About this task:
Below are the records; pull every line that includes "StatusCode".

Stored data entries
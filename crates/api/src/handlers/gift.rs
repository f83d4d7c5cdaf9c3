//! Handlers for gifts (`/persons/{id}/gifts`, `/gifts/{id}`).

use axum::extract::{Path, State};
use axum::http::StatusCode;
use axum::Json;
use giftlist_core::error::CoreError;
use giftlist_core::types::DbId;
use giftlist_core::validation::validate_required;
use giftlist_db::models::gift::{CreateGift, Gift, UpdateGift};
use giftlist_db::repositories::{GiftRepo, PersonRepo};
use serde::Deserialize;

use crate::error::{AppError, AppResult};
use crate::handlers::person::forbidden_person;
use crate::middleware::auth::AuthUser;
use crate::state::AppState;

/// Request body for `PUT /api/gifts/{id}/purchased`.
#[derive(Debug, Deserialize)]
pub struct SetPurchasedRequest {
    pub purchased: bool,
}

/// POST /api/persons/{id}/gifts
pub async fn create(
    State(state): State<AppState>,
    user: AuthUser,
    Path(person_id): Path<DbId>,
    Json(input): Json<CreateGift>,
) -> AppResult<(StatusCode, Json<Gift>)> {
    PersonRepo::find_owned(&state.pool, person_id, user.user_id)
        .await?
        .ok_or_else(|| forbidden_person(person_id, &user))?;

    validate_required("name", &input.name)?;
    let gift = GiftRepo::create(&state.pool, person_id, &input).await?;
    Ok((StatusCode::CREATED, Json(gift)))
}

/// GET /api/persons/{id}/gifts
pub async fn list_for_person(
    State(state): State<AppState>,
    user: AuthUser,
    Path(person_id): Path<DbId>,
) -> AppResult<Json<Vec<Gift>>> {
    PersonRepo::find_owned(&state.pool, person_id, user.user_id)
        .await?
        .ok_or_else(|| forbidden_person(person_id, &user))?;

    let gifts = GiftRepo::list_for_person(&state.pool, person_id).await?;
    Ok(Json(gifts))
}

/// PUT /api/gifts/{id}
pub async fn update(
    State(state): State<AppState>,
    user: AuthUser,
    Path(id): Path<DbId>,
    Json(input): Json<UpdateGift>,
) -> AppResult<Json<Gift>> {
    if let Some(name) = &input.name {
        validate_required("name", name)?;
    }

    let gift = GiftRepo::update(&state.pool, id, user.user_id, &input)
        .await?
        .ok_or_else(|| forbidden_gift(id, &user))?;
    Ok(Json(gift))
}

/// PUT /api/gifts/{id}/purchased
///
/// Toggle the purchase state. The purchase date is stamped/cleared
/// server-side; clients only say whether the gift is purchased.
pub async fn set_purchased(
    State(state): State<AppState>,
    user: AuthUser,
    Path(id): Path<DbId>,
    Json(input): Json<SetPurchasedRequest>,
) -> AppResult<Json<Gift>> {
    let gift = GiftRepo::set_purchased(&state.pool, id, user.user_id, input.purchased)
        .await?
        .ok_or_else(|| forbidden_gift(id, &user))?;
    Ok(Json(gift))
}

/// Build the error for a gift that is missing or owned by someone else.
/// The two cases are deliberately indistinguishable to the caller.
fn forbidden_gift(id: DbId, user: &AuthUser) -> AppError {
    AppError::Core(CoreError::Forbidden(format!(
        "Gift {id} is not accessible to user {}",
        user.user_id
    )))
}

--

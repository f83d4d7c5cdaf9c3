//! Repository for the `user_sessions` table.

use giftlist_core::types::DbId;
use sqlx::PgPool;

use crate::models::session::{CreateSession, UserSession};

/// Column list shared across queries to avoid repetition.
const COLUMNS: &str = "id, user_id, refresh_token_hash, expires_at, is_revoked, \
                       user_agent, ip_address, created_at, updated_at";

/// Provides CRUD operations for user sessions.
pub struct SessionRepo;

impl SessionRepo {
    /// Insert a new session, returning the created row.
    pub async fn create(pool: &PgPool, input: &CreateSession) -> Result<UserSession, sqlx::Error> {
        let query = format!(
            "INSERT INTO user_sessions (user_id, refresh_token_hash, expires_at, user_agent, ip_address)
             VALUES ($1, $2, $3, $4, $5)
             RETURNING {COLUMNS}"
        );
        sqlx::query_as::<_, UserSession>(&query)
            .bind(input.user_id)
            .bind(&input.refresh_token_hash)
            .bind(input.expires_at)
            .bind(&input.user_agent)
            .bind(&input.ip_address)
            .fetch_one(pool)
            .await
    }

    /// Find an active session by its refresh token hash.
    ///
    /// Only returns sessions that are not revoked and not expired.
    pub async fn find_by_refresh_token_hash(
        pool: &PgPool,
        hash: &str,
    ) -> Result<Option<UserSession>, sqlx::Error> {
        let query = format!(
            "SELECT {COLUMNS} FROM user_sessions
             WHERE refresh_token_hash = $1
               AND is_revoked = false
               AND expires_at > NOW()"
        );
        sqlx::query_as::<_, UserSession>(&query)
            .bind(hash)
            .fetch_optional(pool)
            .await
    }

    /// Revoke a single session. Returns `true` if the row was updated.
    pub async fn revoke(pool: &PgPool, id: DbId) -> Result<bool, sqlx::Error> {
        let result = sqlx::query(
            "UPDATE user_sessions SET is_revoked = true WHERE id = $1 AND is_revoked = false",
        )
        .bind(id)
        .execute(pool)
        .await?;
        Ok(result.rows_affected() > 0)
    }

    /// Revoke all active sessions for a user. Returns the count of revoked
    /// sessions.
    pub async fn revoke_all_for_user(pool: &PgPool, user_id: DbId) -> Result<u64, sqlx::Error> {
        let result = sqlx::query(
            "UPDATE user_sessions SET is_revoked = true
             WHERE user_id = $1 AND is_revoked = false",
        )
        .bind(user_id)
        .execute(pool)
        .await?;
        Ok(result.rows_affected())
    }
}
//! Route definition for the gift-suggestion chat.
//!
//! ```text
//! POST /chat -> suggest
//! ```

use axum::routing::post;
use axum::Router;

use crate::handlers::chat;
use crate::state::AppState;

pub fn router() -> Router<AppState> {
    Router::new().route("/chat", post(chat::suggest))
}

Answer area:
use axum::http::StatusCode;
) -> AppResult<(StatusCode, Json<Gift>)> {
    Ok((StatusCode::CREATED, Json(gift)))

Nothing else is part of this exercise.